Your goal:
Whenever "outcome" appears in a line, please copy that line from the data.
Segment Open
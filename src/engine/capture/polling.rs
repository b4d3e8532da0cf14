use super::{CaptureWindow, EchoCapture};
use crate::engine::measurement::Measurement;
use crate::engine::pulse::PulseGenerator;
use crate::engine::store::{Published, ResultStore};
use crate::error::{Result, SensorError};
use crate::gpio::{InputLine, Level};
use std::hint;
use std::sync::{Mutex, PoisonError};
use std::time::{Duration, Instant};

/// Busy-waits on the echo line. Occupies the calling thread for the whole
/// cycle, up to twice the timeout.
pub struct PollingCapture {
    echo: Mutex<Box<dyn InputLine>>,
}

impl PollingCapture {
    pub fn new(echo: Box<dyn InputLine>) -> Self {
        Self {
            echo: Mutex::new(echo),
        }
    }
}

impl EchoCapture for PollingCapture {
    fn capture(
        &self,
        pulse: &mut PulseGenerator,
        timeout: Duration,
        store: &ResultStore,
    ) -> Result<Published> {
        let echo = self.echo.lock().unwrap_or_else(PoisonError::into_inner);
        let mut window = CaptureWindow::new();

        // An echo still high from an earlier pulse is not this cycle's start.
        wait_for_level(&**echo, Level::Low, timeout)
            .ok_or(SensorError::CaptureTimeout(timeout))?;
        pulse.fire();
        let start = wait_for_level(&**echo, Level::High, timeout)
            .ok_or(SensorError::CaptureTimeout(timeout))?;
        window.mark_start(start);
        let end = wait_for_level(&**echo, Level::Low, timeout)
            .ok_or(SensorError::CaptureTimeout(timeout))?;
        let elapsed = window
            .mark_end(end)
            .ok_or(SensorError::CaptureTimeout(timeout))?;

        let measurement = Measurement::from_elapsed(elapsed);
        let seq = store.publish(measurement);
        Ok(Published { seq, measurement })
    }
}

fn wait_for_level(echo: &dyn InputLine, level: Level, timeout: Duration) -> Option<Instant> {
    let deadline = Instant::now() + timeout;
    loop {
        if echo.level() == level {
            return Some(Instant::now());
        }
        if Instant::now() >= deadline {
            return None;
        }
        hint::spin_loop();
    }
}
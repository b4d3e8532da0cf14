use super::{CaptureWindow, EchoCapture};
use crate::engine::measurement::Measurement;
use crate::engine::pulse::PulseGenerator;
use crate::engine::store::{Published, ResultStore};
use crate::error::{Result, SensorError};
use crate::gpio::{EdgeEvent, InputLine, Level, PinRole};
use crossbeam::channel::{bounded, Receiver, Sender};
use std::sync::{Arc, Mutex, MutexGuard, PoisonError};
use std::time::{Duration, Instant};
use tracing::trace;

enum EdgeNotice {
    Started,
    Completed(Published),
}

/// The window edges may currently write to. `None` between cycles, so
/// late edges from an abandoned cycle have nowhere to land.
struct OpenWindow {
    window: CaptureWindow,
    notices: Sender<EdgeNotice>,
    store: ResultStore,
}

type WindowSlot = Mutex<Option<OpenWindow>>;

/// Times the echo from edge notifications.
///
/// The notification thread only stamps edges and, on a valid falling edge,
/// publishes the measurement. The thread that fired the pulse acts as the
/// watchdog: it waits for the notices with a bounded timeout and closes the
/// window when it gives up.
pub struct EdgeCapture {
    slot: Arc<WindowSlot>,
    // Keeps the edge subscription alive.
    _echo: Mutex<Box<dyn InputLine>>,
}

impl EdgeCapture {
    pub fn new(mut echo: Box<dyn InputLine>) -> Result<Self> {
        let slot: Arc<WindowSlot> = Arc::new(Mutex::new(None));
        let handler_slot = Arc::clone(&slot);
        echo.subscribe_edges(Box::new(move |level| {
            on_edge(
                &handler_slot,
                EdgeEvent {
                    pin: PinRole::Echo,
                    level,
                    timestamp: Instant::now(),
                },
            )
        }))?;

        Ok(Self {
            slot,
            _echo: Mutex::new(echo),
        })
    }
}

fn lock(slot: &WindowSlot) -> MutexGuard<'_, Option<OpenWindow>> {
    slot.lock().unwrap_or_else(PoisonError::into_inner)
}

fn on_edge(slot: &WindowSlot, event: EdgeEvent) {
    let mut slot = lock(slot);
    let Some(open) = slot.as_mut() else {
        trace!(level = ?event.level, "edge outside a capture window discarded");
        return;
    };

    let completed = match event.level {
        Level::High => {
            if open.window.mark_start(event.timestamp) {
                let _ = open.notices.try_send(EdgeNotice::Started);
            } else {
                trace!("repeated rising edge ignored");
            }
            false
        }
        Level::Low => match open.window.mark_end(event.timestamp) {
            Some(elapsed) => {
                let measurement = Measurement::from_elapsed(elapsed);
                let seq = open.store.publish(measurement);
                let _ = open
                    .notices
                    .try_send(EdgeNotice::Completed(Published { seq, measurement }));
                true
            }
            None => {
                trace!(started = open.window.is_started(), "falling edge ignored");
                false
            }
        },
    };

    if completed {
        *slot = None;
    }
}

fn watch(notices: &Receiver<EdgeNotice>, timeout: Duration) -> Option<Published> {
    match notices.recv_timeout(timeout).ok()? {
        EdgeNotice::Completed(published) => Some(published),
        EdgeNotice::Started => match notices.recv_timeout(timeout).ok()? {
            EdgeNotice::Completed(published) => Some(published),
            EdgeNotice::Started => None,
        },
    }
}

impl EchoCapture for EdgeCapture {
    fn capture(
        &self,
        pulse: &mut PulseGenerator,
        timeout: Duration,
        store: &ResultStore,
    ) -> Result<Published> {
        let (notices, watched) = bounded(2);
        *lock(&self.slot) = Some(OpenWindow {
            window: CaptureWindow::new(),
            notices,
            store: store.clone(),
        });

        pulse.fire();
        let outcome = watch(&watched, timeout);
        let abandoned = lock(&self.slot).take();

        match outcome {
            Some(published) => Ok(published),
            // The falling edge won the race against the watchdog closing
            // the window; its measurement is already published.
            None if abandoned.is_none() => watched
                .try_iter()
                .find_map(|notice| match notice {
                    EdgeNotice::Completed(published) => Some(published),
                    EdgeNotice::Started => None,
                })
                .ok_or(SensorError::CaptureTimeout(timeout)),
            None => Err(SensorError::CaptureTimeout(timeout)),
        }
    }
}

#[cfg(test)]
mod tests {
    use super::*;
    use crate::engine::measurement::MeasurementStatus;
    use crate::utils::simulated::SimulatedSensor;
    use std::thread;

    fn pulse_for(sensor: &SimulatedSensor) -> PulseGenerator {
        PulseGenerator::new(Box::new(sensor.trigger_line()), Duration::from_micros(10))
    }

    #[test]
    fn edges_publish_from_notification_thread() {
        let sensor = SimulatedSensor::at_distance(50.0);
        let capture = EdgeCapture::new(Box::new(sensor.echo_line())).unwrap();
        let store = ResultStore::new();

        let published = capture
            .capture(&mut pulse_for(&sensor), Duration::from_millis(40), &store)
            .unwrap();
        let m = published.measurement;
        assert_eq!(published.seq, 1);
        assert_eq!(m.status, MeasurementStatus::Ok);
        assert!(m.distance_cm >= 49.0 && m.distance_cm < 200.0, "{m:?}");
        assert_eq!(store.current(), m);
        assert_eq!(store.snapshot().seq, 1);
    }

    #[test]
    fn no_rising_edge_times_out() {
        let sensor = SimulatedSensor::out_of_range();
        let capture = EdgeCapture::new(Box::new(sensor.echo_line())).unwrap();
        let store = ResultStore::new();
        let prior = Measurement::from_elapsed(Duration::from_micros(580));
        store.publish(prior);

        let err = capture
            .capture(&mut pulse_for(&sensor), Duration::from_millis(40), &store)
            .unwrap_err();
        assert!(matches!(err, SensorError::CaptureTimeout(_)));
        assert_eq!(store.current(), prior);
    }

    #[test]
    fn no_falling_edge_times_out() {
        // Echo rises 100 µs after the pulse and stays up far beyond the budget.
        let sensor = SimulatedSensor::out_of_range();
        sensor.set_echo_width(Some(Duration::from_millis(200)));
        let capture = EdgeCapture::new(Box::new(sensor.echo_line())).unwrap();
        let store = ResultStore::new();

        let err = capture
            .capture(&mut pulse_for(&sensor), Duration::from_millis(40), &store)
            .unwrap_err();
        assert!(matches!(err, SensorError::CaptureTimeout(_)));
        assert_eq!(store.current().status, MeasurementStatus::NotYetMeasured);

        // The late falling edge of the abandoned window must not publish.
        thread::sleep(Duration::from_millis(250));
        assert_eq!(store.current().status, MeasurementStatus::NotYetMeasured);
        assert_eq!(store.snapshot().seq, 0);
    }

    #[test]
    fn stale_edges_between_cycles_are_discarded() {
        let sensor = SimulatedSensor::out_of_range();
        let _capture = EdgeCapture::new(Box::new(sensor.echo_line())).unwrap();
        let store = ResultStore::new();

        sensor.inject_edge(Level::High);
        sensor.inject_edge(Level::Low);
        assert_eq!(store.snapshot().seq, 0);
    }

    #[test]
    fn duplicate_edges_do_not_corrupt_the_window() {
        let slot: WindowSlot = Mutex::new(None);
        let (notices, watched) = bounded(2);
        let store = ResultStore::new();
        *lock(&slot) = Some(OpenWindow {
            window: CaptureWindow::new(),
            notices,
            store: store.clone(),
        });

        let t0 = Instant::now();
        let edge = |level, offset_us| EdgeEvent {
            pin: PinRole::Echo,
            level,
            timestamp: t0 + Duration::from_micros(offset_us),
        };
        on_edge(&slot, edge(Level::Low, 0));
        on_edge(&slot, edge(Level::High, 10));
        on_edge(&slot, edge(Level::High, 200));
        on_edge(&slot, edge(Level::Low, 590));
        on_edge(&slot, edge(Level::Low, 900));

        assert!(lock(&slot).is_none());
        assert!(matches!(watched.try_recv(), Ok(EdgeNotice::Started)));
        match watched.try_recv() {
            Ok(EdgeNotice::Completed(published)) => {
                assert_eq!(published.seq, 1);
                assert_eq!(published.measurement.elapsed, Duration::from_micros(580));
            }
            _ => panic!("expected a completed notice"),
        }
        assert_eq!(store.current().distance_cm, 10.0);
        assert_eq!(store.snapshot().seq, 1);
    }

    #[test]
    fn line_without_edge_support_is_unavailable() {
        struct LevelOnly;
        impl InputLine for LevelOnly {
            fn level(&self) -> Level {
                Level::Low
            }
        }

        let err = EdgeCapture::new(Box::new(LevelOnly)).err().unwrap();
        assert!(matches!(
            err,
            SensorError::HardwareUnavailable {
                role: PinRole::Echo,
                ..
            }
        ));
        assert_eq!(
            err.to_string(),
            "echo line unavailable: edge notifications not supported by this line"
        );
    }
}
Segment Closed
Written answer:
        let outcome = watch(&watched, timeout);
        match outcome {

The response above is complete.